Find the line containing "use std::os::unix::fs::PermissionsExt;" in the entries below. Restate it and each line after it, word for word, up to and including the line containing "#[derive(Debug, Clone, Copy, PartialEq, Eq, Serialize)]".

━━ SOURCE RECORDS ━━

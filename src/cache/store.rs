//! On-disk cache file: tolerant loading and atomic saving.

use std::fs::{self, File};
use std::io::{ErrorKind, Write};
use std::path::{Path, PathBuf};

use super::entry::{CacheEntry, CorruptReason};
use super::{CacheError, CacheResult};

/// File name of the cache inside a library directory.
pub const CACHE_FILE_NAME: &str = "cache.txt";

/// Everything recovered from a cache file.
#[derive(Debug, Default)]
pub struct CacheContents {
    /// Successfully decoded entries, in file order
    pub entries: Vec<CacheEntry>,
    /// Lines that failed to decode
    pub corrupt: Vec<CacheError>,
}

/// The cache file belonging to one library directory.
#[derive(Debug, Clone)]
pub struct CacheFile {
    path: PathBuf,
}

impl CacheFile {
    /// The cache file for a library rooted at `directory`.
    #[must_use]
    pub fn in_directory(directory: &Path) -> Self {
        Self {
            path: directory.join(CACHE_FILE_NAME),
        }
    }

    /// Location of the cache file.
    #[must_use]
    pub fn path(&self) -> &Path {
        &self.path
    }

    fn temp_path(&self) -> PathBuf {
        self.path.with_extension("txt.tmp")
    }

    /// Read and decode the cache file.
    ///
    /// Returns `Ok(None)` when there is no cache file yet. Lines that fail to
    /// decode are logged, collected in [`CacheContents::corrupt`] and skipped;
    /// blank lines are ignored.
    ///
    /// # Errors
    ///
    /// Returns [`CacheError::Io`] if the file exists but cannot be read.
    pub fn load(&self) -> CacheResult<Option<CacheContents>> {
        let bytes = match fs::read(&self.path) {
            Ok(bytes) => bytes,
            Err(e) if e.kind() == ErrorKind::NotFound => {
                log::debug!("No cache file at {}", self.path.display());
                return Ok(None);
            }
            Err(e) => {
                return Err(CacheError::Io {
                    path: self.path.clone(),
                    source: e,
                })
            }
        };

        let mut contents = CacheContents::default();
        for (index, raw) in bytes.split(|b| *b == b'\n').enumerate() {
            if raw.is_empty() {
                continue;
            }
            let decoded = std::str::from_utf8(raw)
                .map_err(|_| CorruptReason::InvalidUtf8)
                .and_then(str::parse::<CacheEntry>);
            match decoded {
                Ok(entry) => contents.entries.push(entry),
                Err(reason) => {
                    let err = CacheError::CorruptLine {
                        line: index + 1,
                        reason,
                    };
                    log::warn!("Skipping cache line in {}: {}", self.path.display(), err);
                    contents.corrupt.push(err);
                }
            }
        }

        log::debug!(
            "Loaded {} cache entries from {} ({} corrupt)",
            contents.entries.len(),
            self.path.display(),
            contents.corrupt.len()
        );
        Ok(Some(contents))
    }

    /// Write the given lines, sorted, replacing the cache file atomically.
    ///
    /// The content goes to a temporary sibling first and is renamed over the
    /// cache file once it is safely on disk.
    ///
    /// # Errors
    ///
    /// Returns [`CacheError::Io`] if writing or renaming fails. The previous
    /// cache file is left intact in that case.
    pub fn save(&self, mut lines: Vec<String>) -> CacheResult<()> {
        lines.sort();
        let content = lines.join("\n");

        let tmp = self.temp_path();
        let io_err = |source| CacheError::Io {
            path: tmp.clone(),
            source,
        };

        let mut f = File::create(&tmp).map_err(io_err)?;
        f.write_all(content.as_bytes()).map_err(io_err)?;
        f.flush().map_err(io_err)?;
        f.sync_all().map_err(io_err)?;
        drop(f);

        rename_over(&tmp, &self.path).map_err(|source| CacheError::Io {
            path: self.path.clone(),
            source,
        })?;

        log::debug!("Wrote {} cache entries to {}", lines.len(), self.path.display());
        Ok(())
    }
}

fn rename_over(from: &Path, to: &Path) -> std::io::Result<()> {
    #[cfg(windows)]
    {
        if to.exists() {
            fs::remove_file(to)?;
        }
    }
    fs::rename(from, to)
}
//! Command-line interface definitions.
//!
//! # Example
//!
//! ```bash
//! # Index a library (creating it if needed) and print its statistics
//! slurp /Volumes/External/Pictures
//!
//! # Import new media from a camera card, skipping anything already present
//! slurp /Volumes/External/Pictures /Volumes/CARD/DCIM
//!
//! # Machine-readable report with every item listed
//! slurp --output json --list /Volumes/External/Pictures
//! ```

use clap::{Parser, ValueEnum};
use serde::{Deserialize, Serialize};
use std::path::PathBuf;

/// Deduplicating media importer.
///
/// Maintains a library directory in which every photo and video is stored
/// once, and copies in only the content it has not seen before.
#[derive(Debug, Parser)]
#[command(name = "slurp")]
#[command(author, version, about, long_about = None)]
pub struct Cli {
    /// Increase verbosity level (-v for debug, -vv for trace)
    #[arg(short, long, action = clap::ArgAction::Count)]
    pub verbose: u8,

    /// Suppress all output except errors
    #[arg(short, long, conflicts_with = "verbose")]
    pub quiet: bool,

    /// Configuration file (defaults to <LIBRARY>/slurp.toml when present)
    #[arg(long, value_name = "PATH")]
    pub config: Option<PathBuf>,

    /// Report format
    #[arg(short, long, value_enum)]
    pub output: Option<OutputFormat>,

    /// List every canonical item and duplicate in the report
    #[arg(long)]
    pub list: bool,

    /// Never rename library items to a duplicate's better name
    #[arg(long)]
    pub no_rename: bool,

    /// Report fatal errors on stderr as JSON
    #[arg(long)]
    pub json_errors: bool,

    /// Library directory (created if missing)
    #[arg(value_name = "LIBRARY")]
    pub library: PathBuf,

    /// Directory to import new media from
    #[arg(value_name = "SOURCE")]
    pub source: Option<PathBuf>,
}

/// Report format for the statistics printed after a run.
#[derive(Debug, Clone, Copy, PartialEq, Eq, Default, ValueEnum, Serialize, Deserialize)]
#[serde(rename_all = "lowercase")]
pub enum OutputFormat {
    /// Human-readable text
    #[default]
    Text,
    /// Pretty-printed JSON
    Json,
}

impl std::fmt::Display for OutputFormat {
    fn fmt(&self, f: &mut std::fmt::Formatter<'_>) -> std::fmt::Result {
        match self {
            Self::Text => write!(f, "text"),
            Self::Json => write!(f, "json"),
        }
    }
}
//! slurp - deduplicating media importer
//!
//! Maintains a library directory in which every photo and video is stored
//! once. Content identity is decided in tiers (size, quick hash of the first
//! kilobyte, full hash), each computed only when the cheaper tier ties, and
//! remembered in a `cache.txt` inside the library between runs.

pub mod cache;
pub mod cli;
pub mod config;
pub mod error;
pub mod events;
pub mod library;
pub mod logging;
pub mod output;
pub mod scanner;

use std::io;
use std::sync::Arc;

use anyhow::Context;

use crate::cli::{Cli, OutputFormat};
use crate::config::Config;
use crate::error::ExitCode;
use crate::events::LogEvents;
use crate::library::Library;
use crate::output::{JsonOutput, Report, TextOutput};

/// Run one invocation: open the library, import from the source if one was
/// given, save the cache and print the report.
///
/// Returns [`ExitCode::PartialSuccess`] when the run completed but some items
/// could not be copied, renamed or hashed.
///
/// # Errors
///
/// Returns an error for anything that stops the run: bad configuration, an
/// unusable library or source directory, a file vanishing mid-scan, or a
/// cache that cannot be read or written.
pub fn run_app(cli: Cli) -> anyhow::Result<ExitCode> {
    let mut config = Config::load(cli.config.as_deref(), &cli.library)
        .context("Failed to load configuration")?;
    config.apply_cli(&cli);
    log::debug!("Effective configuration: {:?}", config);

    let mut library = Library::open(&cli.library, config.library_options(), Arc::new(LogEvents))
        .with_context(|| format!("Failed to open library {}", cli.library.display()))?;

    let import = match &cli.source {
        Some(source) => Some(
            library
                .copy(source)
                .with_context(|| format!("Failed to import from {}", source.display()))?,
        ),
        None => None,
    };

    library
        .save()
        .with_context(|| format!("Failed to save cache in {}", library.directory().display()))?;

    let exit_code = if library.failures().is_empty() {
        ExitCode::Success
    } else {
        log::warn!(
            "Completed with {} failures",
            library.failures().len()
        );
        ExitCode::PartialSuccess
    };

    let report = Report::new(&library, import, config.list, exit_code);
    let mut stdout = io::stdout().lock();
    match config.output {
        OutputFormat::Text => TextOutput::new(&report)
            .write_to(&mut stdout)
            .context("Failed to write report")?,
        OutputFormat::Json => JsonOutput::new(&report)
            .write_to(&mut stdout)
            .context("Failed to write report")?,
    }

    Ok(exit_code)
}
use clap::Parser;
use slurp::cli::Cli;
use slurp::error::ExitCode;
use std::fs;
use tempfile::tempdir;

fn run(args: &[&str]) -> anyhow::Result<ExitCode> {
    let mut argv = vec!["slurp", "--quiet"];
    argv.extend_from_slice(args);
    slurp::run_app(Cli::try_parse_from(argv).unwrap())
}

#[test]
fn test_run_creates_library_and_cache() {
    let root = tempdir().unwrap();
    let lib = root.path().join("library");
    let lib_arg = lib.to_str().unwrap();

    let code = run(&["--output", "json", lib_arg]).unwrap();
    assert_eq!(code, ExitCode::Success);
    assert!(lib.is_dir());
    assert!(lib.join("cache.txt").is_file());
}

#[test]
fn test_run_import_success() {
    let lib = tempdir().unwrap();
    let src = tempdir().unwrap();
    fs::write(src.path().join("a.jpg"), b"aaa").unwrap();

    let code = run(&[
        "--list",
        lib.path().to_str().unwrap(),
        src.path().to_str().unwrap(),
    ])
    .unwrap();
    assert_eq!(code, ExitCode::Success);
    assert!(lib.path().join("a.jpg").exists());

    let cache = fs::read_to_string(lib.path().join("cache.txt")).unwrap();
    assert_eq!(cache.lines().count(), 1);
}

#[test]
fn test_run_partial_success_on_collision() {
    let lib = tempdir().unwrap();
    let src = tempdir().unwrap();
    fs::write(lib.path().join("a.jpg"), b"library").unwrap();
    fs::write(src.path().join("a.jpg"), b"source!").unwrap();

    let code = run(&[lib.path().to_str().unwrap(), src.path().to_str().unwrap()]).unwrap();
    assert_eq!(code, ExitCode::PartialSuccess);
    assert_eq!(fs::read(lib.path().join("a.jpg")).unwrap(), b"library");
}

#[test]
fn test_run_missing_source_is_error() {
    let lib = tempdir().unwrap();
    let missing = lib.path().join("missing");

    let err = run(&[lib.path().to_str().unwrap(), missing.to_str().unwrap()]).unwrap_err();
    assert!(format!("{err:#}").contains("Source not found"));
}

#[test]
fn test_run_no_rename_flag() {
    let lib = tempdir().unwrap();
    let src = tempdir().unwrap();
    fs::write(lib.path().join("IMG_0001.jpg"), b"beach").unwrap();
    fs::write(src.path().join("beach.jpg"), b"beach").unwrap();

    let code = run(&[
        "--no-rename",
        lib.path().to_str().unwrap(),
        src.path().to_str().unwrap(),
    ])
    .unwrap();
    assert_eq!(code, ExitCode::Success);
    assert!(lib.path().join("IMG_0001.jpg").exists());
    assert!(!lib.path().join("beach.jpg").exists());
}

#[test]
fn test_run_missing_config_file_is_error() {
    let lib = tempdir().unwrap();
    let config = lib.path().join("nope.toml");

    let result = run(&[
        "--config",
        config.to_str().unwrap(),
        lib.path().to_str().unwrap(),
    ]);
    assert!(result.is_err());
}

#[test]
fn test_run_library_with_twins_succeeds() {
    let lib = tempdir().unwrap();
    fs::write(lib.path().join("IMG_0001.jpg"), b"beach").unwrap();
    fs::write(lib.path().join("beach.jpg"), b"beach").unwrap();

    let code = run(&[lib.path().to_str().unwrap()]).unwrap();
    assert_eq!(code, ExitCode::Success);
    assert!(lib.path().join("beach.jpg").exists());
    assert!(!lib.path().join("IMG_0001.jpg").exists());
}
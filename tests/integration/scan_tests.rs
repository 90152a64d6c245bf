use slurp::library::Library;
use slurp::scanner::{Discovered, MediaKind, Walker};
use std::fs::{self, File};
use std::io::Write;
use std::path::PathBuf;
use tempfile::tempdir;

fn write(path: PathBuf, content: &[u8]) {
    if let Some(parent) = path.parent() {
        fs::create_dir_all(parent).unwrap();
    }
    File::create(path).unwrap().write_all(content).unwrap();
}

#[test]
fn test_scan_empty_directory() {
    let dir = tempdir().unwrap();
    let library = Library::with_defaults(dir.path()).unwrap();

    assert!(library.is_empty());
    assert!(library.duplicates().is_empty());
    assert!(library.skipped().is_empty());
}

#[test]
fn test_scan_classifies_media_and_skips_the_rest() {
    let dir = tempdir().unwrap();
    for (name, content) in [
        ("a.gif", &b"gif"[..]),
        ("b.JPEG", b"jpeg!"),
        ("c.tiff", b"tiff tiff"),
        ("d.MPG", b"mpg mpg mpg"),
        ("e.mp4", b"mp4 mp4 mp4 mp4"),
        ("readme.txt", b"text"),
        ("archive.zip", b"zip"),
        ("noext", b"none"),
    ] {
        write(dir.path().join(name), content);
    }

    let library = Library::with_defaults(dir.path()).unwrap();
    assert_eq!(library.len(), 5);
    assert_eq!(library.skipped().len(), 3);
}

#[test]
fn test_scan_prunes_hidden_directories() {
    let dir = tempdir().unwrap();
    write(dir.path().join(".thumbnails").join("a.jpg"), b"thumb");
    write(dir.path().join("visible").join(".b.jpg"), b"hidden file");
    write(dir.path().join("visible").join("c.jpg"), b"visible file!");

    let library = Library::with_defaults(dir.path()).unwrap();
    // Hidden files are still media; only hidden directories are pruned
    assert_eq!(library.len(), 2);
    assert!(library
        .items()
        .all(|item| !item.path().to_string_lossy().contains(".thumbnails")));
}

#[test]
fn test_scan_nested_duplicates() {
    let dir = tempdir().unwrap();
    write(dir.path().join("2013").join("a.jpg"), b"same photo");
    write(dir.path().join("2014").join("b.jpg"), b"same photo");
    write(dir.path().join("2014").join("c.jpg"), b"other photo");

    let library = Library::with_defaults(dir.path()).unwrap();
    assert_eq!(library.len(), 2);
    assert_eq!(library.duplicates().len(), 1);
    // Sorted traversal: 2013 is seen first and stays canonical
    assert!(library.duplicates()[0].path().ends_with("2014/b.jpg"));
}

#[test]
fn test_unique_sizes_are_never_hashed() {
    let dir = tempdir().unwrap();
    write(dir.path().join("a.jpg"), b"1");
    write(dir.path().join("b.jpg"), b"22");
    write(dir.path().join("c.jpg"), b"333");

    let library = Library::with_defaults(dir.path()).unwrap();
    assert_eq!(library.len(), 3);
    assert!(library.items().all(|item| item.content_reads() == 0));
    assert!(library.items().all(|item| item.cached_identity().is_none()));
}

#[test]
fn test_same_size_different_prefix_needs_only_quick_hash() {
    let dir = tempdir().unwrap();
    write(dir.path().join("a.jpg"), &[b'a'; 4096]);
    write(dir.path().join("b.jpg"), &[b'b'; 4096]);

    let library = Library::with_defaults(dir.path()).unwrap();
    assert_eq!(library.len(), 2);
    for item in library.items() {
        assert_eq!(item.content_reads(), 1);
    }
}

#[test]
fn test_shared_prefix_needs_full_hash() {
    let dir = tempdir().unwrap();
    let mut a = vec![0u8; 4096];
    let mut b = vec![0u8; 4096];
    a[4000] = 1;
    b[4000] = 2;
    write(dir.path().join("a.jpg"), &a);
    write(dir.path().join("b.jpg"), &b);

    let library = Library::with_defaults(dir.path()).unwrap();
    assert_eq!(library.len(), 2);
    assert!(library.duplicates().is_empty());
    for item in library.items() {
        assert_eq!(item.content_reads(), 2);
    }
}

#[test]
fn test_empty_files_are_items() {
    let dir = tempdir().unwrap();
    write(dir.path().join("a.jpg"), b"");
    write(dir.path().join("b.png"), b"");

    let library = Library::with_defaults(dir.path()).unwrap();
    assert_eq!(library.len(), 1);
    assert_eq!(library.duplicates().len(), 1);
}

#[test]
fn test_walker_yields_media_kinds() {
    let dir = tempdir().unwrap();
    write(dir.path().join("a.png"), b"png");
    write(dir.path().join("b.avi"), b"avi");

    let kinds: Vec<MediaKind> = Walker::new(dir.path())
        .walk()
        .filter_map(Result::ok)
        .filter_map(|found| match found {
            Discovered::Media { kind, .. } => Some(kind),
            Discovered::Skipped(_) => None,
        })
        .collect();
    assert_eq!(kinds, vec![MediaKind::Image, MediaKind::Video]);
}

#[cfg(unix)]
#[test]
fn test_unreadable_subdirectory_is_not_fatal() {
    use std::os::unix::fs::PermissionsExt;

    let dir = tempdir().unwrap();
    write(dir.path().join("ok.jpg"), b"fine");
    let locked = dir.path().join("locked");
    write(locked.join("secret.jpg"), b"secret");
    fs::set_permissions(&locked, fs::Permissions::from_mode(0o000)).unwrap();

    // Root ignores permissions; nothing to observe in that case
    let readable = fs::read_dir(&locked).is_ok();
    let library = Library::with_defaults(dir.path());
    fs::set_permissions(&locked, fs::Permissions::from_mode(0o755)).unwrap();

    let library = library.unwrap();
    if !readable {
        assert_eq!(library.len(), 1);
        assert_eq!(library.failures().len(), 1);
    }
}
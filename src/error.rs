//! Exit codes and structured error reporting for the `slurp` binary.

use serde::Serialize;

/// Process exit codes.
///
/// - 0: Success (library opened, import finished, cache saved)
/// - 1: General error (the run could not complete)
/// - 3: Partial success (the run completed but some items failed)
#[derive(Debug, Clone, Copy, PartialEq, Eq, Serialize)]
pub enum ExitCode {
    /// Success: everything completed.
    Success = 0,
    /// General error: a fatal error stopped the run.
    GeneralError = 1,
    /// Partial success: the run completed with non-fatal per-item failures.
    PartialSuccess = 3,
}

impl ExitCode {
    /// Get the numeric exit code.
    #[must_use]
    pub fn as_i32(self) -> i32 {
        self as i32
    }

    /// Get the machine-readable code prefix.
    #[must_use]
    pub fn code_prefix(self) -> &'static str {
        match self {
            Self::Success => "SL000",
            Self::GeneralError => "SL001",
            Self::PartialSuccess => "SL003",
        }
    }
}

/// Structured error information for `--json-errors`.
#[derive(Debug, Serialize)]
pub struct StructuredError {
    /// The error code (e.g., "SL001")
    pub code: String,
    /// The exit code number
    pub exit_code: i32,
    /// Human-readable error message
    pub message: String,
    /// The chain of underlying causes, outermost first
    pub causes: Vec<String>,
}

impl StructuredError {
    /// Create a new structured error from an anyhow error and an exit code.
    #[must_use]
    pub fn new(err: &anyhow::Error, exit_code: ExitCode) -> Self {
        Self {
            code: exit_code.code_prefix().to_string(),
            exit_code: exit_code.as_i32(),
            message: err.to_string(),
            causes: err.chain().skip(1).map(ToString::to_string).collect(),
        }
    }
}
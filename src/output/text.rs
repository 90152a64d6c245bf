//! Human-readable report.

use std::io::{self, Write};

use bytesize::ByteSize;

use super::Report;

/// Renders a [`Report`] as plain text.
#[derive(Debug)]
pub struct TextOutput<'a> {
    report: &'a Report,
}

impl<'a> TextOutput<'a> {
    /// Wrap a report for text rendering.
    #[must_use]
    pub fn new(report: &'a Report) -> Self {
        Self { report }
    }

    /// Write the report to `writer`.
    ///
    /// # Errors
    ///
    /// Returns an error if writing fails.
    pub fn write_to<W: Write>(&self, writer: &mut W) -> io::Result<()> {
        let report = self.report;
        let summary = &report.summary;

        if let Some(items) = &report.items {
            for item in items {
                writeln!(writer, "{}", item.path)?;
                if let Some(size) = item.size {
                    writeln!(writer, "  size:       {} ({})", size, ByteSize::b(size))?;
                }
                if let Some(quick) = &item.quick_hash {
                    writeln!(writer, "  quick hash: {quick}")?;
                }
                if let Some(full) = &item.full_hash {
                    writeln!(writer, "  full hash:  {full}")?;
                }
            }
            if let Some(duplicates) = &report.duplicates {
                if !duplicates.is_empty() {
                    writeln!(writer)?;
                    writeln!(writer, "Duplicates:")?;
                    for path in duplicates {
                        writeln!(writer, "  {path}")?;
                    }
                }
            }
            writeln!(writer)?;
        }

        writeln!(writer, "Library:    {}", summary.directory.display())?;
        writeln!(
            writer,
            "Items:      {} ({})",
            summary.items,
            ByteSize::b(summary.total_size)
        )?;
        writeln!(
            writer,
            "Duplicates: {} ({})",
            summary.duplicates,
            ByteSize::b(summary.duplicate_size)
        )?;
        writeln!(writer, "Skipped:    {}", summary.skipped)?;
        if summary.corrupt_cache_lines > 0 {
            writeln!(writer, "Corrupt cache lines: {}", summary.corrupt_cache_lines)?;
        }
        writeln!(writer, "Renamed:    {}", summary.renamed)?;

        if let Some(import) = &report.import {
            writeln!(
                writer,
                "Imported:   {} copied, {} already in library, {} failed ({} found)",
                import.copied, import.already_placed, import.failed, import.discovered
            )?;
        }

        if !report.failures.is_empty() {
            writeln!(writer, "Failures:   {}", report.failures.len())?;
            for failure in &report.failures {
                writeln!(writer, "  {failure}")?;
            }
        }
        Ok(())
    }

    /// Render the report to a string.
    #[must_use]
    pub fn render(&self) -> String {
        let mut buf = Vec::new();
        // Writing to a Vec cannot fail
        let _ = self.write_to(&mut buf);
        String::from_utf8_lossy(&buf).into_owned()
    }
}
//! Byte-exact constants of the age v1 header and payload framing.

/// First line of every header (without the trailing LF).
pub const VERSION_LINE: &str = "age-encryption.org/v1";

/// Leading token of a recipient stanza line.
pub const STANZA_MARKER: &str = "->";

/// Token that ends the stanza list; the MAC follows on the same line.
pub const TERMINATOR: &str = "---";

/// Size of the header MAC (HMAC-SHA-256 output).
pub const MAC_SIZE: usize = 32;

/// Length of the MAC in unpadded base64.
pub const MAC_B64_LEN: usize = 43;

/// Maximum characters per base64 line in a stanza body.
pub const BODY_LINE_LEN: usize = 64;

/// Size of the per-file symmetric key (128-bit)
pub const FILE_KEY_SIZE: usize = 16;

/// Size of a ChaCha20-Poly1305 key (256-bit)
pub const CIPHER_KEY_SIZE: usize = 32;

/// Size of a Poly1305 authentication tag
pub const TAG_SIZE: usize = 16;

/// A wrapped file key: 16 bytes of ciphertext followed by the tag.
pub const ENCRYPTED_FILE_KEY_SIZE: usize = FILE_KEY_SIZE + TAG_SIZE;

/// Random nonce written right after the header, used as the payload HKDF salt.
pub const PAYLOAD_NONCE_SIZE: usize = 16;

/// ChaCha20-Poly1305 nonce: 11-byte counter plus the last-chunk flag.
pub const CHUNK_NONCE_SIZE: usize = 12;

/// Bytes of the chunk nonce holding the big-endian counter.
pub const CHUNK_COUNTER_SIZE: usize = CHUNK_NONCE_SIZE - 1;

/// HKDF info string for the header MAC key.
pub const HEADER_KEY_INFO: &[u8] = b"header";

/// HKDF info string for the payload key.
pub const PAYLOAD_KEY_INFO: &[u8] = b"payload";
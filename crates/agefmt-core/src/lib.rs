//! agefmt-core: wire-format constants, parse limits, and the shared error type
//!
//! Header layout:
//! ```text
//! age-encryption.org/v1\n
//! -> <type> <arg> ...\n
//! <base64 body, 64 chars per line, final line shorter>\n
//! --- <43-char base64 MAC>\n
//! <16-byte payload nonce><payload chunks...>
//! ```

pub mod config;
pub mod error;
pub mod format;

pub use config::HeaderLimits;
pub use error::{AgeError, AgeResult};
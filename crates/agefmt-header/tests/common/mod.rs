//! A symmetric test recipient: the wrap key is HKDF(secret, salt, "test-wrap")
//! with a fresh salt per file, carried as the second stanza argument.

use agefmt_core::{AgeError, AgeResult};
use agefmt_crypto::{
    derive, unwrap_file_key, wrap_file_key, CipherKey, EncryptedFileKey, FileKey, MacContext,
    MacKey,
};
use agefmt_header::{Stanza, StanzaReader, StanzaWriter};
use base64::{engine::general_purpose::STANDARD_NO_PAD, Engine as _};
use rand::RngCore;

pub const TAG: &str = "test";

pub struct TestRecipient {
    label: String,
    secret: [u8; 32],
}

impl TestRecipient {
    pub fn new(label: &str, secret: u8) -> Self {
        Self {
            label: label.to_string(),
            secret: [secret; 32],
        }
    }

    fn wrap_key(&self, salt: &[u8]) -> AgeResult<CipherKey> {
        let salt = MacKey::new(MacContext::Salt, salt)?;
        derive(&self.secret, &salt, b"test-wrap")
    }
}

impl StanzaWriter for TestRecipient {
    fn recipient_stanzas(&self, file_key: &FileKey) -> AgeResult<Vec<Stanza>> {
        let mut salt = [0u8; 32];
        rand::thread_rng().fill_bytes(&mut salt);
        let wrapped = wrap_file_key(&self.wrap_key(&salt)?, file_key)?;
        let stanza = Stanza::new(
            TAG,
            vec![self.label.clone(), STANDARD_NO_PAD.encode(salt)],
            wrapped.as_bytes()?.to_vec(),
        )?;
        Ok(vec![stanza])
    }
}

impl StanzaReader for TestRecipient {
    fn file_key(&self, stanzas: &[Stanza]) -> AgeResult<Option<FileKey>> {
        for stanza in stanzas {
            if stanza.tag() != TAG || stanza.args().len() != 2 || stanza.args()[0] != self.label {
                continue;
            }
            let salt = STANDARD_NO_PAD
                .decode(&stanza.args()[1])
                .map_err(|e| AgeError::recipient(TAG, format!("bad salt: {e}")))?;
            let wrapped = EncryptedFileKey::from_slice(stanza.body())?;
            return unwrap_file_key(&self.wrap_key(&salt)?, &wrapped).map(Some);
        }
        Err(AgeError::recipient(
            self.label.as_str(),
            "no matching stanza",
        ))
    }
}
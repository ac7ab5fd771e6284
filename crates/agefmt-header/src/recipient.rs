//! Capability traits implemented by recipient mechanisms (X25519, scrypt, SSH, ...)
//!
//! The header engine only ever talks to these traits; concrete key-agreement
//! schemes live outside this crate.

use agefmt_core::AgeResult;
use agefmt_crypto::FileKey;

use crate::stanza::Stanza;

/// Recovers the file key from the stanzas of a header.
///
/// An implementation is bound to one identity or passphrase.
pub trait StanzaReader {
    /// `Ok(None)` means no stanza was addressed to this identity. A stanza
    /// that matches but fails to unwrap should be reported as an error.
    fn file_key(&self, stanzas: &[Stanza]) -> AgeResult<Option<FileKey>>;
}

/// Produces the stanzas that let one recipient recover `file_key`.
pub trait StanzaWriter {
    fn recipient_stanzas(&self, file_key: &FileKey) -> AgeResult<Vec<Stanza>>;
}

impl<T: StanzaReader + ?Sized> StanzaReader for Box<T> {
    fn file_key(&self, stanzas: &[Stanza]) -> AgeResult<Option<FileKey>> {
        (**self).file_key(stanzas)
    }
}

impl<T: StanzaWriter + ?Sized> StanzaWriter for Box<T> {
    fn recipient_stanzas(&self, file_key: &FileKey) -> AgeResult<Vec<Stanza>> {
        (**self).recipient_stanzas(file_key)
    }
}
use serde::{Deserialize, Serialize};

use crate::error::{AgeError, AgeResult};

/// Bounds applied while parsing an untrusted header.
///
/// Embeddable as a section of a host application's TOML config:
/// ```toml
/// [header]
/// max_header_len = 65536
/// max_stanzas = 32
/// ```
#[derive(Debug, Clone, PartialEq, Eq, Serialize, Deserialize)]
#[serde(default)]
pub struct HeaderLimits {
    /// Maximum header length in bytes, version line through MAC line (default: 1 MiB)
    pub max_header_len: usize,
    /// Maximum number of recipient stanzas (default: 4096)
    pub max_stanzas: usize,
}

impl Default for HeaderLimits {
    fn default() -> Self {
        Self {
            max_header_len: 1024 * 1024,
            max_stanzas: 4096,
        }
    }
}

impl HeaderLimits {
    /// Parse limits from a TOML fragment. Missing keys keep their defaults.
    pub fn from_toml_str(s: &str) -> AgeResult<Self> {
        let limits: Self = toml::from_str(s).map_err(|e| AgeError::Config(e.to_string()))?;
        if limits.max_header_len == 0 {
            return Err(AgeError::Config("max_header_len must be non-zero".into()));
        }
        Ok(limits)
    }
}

━━━

WRITTEN ANSWER:
    use std::os::unix::fs::PermissionsExt;

    let dir = tempdir().unwrap();
    write(dir.path().join("ok.jpg"), b"fine");
    let locked = dir.path().join("locked");
    write(locked.join("secret.jpg"), b"secret");
    fs::set_permissions(&locked, fs::Permissions::from_mode(0o000)).unwrap();

    // Root ignores permissions; nothing to observe in that case
    let readable = fs::read_dir(&locked).is_ok();
    let library = Library::with_defaults(dir.path());
    fs::set_permissions(&locked, fs::Permissions::from_mode(0o755)).unwrap();

    let library = library.unwrap();
    if !readable {
        assert_eq!(library.len(), 1);
        assert_eq!(library.failures().len(), 1);
    }
}
filename src/error.rs
//! Exit codes and structured error reporting for the `slurp` binary.

use serde::Serialize;

/// Process exit codes.
///
/// - 0: Success (library opened, import finished, cache saved)
/// - 1: General error (the run could not complete)
/// - 3: Partial success (the run completed but some items failed)
#[derive(Debug, Clone, Copy, PartialEq, Eq, Serialize)]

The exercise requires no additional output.